WORK ITEM >> In the entries that follow, find every line containing "outcome" and copy it.

___ DATA EXCERPTS ___

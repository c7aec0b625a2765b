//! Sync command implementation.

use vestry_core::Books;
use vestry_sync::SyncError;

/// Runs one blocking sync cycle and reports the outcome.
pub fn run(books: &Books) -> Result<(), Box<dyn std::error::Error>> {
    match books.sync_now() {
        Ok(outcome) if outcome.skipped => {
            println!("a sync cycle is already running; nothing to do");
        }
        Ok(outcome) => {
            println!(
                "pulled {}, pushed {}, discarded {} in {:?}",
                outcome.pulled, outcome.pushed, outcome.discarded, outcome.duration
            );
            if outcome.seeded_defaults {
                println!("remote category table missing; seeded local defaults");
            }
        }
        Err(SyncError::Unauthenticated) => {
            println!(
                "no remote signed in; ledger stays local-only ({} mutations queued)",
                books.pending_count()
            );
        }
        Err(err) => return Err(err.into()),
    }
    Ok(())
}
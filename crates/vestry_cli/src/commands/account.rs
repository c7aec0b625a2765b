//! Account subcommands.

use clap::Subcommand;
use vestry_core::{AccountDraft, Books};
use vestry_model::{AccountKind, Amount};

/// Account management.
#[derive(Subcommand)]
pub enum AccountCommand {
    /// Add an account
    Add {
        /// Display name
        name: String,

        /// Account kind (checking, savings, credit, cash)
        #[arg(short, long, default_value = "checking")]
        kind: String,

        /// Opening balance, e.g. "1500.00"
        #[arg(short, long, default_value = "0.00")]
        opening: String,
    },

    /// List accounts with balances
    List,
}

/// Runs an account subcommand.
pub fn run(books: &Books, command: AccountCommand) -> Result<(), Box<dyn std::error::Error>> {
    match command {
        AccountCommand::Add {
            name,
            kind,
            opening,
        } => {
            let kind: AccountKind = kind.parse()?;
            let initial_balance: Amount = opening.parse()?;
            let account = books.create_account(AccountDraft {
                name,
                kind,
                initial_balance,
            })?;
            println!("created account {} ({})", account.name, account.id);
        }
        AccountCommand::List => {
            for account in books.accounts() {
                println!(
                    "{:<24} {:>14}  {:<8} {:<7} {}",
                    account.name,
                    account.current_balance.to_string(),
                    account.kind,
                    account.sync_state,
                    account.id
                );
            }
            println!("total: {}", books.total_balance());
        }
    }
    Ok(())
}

___

ANSWER BOX >>
/// Runs one blocking sync cycle and reports the outcome.
        Ok(outcome) if outcome.skipped => {
        Ok(outcome) => {
                outcome.pulled, outcome.pushed, outcome.discarded, outcome.duration
            if outcome.seeded_defaults {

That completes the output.